Instructions for the task: Each line that includes "caller" must be copied from the records.
[Opening Data to process section]
//! Request/response correlation
//!
//! Outgoing requests get a monotonically increasing job id. Responses
//! carry that id in `target_job_id`. A pending job is fulfilled at most
//! once; responses that do not match a pending job's expectation are
//! handed back to the caller for the unsolicited path.

use std::sync::atomic::{AtomicU64, Ordering};

use bytes::Bytes;
use dashmap::DashMap;
use tokio::sync::oneshot;
use tracing::{debug, warn};
use vapor_wire::frame::Frame;
use vapor_wire::proto::header::FrameHeader;
use vapor_wire::MsgKind;

/// Expectations attached to an outgoing request
#[derive(Debug, Clone, Default)]
pub struct JobOptions {
    /// Response kind this job accepts
    pub expected_kind: Option<MsgKind>,
    /// Named-service method this job accepts
    pub expected_method: Option<String>,
    /// Allow a response without a target job id to fulfill this job
    /// when its kind matches. Classic logon responses arrive this way.
    pub match_unsolicited: bool,
}

impl JobOptions {
    /// Expect a specific response kind.
    #[must_use]
    pub fn expect_kind(kind: MsgKind) -> Self {
        Self {
            expected_kind: Some(kind),
            ..Self::default()
        }
    }

    /// Expect a named-service response for the given method.
    #[must_use]
    pub fn expect_service(method: &str) -> Self {
        Self {
            expected_kind: Some(MsgKind::ServiceMethodResponse),
            expected_method: Some(method.to_string()),
            match_unsolicited: false,
        }
    }

    #[must_use]
    pub fn unsolicited_fallback(mut self) -> Self {
        self.match_unsolicited = true;
        self
    }
}

/// Delivered response of a fulfilled job
#[derive(Debug)]
pub struct JobReply {
    pub header: FrameHeader,
    pub body: Bytes,
}

#[derive(Debug)]
struct PendingJob {
    sent_kind: MsgKind,
    options: JobOptions,
    tx: oneshot::Sender<JobReply>,
}

/// Arena of pending jobs indexed by id, with explicit removal on
/// fulfillment, abandonment and teardown.
#[derive(Debug, Default)]
pub struct JobCorrelator {
    next_id: AtomicU64,
    pending: DashMap<u64, PendingJob>,
}

impl JobCorrelator {
    #[must_use]
    pub fn new() -> Self {
        Self {
            next_id: AtomicU64::new(0),
            pending: DashMap::new(),
        }
    }

    /// Allocates the next job id and registers a pending job.
    pub fn register(
        &self,
        sent_kind: MsgKind,
        options: JobOptions,
    ) -> (u64, oneshot::Receiver<JobReply>) {
        let id = self.next_id.fetch_add(1, Ordering::Relaxed) + 1;
        let (tx, rx) = oneshot::channel();
        self.pending.insert(
            id,
            PendingJob {
                sent_kind,
                options,
                tx,
            },
        );
        (id, rx)
    }

    /// Attempts to deliver a frame to the pending job it addresses.
    ///
    /// Returns the frame back when no pending job matches, so the
    /// caller can route it as unsolicited. A kind or method mismatch
    /// leaves the job pending.
    pub fn resolve(&self, frame: Frame) -> Option<Frame> {
        let Some(job_id) = frame.header.target_job_id.filter(|&id| id != 0) else {
            return self.resolve_unsolicited(frame);
        };
        let Some(entry) = self.pending.get(&job_id) else {
            debug!(job_id, kind = %frame.kind, "response for unknown job");
            return Some(frame);
        };
        if !Self::matches(&entry.options, &frame) {
            warn!(
                job_id,
                kind = %frame.kind,
                method = frame.header.method_name().unwrap_or_default(),
                sent = %entry.sent_kind,
                "response does not match job expectation, treating as unsolicited"
            );
            drop(entry);
            return Some(frame);
        }
        drop(entry);
        // Remove only after the expectation check so a mismatched
        // response cannot consume the job.
        if let Some((_, job)) = self.pending.remove(&job_id) {
            let reply = JobReply {
                header: frame.header,
                body: frame.body,
            };
            if job.tx.send(reply).is_err() {
                debug!(job_id, "job waiter went away before the response");
            }
            return None;
        }
        Some(frame)
    }

    fn resolve_unsolicited(&self, frame: Frame) -> Option<Frame> {
        let candidate = self.pending.iter().find_map(|entry| {
            (entry.options.match_unsolicited
                && entry.options.expected_kind == Some(frame.kind))
            .then_some(*entry.key())
        });
        let Some(job_id) = candidate else {
            return Some(frame);
        };
        if let Some((_, job)) = self.pending.remove(&job_id) {
            debug!(job_id, kind = %frame.kind, "fulfilling job from unsolicited message");
            let reply = JobReply {
                header: frame.header,
                body: frame.body,
            };
            if job.tx.send(reply).is_err() {
                debug!(job_id, "job waiter went away before the response");
            }
            return None;
        }
        Some(frame)
    }

    fn matches(options: &JobOptions, frame: &Frame) -> bool {
        // Inbound service messages normalize to the response kind.
        let kind = if frame.kind == MsgKind::ServiceMethod {
            MsgKind::ServiceMethodResponse
        } else {
            frame.kind
        };
        if let Some(expected) = options.expected_kind {
            if expected != kind {
                return false;
            }
        }
        if let Some(expected) = options.expected_method.as_deref() {
            let expected_base = expected.split('#').next().unwrap_or(expected);
            if frame.header.method_name() != Some(expected_base) {
                return false;
            }
        }
        true
    }

    /// Removes a job the waiter has given up on.
    pub fn abandon(&self, job_id: u64) {
        self.pending.remove(&job_id);
    }

    /// Fails every pending job. Waiters observe a closed channel.
    pub fn fail_all(&self) {
        let count = self.pending.len();
        if count > 0 {
            debug!(count, "cancelling pending jobs");
        }
        self.pending.clear();
    }

    pub fn pending_count(&self) -> usize {
        self.pending.len()
    }
}

#[cfg(test)]
mod tests {
    use vapor_wire::proto::header::FrameHeader;

    use super::*;

    fn response_frame(kind: MsgKind, target_job_id: u64, method: Option<&str>) -> Frame {
        Frame {
            kind,
            header: FrameHeader {
                target_job_id: Some(target_job_id),
                target_job_name: method.map(str::to_string),
                ..Default::default()
            },
            body: Bytes::from_static(b"body"),
        }
    }

    #[test]
    fn test_ids_are_monotonic_from_one() {
        let correlator = JobCorrelator::new();
        let (first, _rx1) = correlator.register(MsgKind::ClientHello, JobOptions::default());
        let (second, _rx2) = correlator.register(MsgKind::ClientHello, JobOptions::default());
        assert_eq!(first, 1);
        assert_eq!(second, 2);
    }

    #[tokio::test]
    async fn test_matching_response_fulfills_job() {
        let correlator = JobCorrelator::new();
        let (id, rx) = correlator.register(
            MsgKind::ServiceMethodCallFromClientNonAuthed,
            JobOptions::expect_service("Authentication.PollAuthSessionStatus#1"),
        );
        let frame = response_frame(
            MsgKind::ServiceMethodResponse,
            id,
            Some("Authentication.PollAuthSessionStatus#1"),
        );
        assert!(correlator.resolve(frame).is_none());
        let reply = rx.await.unwrap();
        assert_eq!(reply.body.as_ref(), b"body");
        assert_eq!(correlator.pending_count(), 0);
    }

    #[tokio::test]
    async fn test_service_method_kind_normalized() {
        let correlator = JobCorrelator::new();
        let (id, rx) = correlator.register(
            MsgKind::ServiceMethodCallFromClient,
            JobOptions::expect_service("Player.ClientGetLastPlayedTimes#1"),
        );
        let frame = response_frame(
            MsgKind::ServiceMethod,
            id,
            Some("Player.ClientGetLastPlayedTimes#1"),
        );
        assert!(correlator.resolve(frame).is_none());
        assert!(rx.await.is_ok());
    }

    #[test]
    fn test_method_mismatch_leaves_job_pending() {
        let correlator = JobCorrelator::new();
        let (id, _rx) = correlator.register(
            MsgKind::ServiceMethodCallFromClient,
            JobOptions::expect_service("Player.ClientGetLastPlayedTimes#1"),
        );
        let frame = response_frame(
            MsgKind::ServiceMethodResponse,
            id,
            Some("CloudConfigStore.Download#1"),
        );
        let returned = correlator.resolve(frame);
        assert!(returned.is_some());
        assert_eq!(correlator.pending_count(), 1);
    }

    #[test]
    fn test_kind_mismatch_leaves_job_pending() {
        let correlator = JobCorrelator::new();
        let (id, _rx) = correlator.register(
            MsgKind::ClientGetUserStats,
            JobOptions::expect_kind(MsgKind::ClientGetUserStatsResponse),
        );
        let frame = response_frame(MsgKind::ClientPersonaState, id, None);
        assert!(correlator.resolve(frame).is_some());
        assert_eq!(correlator.pending_count(), 1);
    }

    #[test]
    fn test_unknown_job_id_is_unsolicited() {
        let correlator = JobCorrelator::new();
        let frame = response_frame(MsgKind::ServiceMethodResponse, 99, None);
        assert!(correlator.resolve(frame).is_some());
    }

    #[tokio::test]
    async fn test_unsolicited_fallback_by_kind() {
        let correlator = JobCorrelator::new();
        let (_id, rx) = correlator.register(
            MsgKind::ClientLogon,
            JobOptions::expect_kind(MsgKind::ClientLogOnResponse).unsolicited_fallback(),
        );
        let frame = Frame {
            kind: MsgKind::ClientLogOnResponse,
            header: FrameHeader::default(),
            body: Bytes::new(),
        };
        assert!(correlator.resolve(frame).is_none());
        assert!(rx.await.is_ok());
    }

    #[tokio::test]
    async fn test_fail_all_closes_waiters() {
        let correlator = JobCorrelator::new();
        let (_id, rx) = correlator.register(MsgKind::ClientHello, JobOptions::default());
        correlator.fail_all();
        assert!(rx.await.is_err());
        assert_eq!(correlator.pending_count(), 0);
    }

    #[test]
    fn test_abandon_removes_job() {
        let correlator = JobCorrelator::new();
        let (id, _rx) = correlator.register(MsgKind::ClientHello, JobOptions::default());
        correlator.abandon(id);
        assert_eq!(correlator.pending_count(), 0);
    }
}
[Closing Data to process section]
Task answer:
//! handed back to the caller for the unsolicited path.
    /// caller can route it as unsolicited. A kind or method mismatch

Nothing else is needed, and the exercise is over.